RAW DATA =>
★ ★ ★
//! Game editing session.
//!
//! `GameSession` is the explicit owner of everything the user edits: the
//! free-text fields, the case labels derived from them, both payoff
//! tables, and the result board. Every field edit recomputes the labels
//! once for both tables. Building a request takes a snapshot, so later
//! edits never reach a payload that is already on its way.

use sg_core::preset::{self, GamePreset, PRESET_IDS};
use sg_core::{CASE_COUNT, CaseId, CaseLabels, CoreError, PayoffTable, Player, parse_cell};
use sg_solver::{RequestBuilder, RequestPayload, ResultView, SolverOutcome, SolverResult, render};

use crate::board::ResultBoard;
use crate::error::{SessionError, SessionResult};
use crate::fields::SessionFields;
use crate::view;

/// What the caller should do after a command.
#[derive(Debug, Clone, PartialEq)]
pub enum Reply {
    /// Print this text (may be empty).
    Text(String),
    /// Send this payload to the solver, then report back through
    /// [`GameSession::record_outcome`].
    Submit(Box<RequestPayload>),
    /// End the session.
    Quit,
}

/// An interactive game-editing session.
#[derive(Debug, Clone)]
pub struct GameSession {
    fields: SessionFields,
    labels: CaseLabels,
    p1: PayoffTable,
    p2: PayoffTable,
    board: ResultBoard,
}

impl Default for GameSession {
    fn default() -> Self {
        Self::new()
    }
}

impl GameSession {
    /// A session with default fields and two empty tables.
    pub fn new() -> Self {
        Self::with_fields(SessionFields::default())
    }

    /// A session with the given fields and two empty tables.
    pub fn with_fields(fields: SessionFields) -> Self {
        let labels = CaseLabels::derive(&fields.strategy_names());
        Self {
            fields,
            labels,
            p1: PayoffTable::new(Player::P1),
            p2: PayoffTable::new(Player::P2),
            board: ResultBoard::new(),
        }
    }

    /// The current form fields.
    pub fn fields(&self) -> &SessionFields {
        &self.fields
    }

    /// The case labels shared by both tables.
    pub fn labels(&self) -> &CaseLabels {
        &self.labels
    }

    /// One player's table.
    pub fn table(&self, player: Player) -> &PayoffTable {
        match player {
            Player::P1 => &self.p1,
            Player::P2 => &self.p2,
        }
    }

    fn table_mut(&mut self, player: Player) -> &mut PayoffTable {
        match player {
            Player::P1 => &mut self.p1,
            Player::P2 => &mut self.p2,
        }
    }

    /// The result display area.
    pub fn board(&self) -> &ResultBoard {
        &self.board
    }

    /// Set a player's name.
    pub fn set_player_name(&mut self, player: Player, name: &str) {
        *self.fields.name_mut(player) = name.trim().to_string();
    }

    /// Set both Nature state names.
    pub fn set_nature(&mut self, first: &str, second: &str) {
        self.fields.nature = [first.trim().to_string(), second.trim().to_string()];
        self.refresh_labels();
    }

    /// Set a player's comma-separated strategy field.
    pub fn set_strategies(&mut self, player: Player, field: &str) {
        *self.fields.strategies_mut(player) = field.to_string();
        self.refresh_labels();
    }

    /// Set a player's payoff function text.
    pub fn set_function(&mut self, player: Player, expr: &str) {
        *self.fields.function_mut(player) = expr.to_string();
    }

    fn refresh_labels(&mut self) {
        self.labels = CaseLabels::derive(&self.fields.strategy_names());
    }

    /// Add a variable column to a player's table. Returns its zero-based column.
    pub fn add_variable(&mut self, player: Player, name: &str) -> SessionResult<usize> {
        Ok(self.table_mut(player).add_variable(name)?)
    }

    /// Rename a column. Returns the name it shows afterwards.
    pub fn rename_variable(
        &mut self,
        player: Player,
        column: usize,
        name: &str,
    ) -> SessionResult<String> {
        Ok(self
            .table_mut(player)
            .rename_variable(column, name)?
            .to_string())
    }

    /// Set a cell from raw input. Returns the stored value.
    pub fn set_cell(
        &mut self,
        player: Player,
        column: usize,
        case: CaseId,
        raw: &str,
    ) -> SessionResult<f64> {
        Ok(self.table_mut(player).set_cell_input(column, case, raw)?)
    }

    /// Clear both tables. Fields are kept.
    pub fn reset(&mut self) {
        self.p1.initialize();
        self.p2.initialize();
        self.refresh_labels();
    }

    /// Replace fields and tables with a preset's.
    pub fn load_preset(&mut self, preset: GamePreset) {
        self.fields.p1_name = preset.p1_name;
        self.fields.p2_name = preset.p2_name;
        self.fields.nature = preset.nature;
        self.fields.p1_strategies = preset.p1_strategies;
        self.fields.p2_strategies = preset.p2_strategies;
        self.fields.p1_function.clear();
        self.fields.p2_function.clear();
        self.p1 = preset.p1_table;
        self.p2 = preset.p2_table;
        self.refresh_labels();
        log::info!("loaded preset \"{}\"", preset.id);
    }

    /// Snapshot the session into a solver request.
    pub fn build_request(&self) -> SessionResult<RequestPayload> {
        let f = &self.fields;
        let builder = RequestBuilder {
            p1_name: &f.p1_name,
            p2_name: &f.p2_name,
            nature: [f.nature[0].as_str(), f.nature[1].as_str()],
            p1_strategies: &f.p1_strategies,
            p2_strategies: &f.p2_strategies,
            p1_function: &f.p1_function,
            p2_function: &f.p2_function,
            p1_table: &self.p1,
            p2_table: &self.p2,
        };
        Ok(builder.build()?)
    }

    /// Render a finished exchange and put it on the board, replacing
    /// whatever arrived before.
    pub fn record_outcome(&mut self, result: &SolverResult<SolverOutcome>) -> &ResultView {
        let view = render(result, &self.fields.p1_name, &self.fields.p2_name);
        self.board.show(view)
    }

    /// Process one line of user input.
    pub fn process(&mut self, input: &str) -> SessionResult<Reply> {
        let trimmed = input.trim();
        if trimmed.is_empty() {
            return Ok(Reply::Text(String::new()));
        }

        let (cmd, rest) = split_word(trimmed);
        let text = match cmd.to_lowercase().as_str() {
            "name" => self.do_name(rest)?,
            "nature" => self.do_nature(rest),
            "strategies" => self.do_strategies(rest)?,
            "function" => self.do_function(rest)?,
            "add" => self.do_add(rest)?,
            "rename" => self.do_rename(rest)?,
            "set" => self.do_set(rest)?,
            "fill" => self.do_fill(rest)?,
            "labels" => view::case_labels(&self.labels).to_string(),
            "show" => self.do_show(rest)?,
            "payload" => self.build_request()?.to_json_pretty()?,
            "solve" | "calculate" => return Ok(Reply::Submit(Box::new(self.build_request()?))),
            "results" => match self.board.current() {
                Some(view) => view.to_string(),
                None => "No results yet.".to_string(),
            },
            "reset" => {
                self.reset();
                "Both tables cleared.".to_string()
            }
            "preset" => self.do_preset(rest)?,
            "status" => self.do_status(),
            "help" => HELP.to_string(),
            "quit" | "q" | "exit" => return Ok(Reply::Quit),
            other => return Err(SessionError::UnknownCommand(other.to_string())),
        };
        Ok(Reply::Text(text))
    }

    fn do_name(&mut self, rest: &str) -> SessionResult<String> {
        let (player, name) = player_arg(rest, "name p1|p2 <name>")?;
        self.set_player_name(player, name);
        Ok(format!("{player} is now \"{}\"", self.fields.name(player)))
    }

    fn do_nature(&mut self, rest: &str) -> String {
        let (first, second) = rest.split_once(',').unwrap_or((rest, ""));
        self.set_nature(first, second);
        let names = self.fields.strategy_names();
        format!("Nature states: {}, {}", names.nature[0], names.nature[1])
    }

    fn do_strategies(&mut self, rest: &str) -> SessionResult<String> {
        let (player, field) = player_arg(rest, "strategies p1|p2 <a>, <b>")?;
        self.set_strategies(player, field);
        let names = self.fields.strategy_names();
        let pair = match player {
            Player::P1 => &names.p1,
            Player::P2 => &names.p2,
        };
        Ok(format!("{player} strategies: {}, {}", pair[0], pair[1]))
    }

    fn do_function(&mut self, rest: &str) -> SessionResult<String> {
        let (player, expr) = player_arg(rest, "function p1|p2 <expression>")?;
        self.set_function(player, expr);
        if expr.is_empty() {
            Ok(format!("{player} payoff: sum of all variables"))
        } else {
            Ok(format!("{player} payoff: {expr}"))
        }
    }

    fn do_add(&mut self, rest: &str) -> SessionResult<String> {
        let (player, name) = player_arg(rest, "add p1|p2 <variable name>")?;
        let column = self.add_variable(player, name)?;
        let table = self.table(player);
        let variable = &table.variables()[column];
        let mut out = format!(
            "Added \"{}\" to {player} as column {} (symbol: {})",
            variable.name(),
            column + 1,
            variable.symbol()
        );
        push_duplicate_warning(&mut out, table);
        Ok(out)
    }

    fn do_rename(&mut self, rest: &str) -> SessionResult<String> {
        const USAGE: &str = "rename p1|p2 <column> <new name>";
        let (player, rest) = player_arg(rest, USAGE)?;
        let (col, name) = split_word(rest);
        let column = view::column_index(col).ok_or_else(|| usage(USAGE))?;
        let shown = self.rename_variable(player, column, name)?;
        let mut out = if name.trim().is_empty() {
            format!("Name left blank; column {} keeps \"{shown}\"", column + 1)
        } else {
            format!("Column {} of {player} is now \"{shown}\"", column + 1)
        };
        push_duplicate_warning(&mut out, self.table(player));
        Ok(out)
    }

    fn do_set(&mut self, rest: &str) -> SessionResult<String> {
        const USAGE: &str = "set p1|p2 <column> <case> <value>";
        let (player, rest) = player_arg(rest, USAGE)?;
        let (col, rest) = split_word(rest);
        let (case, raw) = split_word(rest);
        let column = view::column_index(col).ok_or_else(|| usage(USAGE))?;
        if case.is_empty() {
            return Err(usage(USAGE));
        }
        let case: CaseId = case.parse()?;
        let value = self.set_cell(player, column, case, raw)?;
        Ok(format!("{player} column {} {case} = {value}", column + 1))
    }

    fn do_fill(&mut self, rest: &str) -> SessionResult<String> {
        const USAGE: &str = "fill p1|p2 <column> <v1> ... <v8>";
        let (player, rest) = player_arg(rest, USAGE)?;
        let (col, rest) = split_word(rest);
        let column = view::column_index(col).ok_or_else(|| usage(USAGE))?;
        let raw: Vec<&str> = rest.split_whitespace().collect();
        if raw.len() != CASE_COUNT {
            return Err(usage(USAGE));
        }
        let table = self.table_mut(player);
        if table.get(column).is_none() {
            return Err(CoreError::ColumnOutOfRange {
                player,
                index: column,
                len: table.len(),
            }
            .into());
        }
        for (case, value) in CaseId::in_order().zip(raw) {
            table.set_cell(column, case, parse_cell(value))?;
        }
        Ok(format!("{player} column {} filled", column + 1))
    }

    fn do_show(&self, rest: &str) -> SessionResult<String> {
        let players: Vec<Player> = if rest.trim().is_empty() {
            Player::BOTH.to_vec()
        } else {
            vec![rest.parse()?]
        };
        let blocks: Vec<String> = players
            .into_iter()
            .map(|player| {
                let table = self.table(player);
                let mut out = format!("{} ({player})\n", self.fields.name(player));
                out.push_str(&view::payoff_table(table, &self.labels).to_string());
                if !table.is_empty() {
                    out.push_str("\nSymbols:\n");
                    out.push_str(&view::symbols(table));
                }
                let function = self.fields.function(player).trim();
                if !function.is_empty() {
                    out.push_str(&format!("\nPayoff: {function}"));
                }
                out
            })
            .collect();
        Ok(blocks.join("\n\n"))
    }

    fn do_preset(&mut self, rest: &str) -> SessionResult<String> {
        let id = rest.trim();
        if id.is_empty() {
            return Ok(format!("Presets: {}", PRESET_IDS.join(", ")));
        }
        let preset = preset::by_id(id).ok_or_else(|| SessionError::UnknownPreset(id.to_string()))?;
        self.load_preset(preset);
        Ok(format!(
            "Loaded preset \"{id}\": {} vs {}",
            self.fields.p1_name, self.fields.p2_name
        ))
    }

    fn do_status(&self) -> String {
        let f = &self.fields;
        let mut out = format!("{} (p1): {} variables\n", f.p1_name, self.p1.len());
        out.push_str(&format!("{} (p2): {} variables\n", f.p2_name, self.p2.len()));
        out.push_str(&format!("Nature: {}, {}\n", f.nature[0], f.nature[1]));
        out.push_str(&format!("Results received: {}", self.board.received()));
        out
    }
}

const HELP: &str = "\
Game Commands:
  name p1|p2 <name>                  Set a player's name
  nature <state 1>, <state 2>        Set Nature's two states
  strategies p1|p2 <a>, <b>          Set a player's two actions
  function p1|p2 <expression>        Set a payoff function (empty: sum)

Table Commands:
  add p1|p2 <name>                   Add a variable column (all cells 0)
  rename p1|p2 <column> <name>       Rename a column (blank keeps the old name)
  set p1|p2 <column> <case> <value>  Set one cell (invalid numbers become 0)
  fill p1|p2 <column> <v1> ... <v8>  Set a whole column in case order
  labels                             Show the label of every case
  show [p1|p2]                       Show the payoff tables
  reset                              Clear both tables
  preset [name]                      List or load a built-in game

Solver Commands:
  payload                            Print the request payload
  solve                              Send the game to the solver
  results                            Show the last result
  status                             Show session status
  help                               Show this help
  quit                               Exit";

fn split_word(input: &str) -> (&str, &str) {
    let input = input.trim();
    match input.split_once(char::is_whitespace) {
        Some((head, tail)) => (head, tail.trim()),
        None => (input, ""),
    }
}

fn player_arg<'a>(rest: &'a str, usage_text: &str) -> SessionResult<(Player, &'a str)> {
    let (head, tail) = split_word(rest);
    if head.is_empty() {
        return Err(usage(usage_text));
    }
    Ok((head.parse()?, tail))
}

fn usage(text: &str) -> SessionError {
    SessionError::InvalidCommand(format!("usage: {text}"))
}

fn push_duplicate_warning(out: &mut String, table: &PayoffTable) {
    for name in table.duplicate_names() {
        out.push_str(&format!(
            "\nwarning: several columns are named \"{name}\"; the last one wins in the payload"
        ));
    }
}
★ ★ ★
TASK BRIEF => Set the lines down exactly, from the first line of the records to the line where "interactive game-editing session." appears, with both ends kept.

OUTPUT OF THE TASK =>
//! Game editing session.
//!
//! `GameSession` is the explicit owner of everything the user edits: the
//! free-text fields, the case labels derived from them, both payoff
//! tables, and the result board. Every field edit recomputes the labels
//! once for both tables. Building a request takes a snapshot, so later
//! edits never reach a payload that is already on its way.

use sg_core::preset::{self, GamePreset, PRESET_IDS};
use sg_core::{CASE_COUNT, CaseId, CaseLabels, CoreError, PayoffTable, Player, parse_cell};
use sg_solver::{RequestBuilder, RequestPayload, ResultView, SolverOutcome, SolverResult, render};

use crate::board::ResultBoard;
use crate::error::{SessionError, SessionResult};
use crate::fields::SessionFields;
use crate::view;

/// What the caller should do after a command.
#[derive(Debug, Clone, PartialEq)]
pub enum Reply {
    /// Print this text (may be empty).
    Text(String),
    /// Send this payload to the solver, then report back through
    /// [`GameSession::record_outcome`].
    Submit(Box<RequestPayload>),
    /// End the session.
    Quit,
}

/// An interactive game-editing session.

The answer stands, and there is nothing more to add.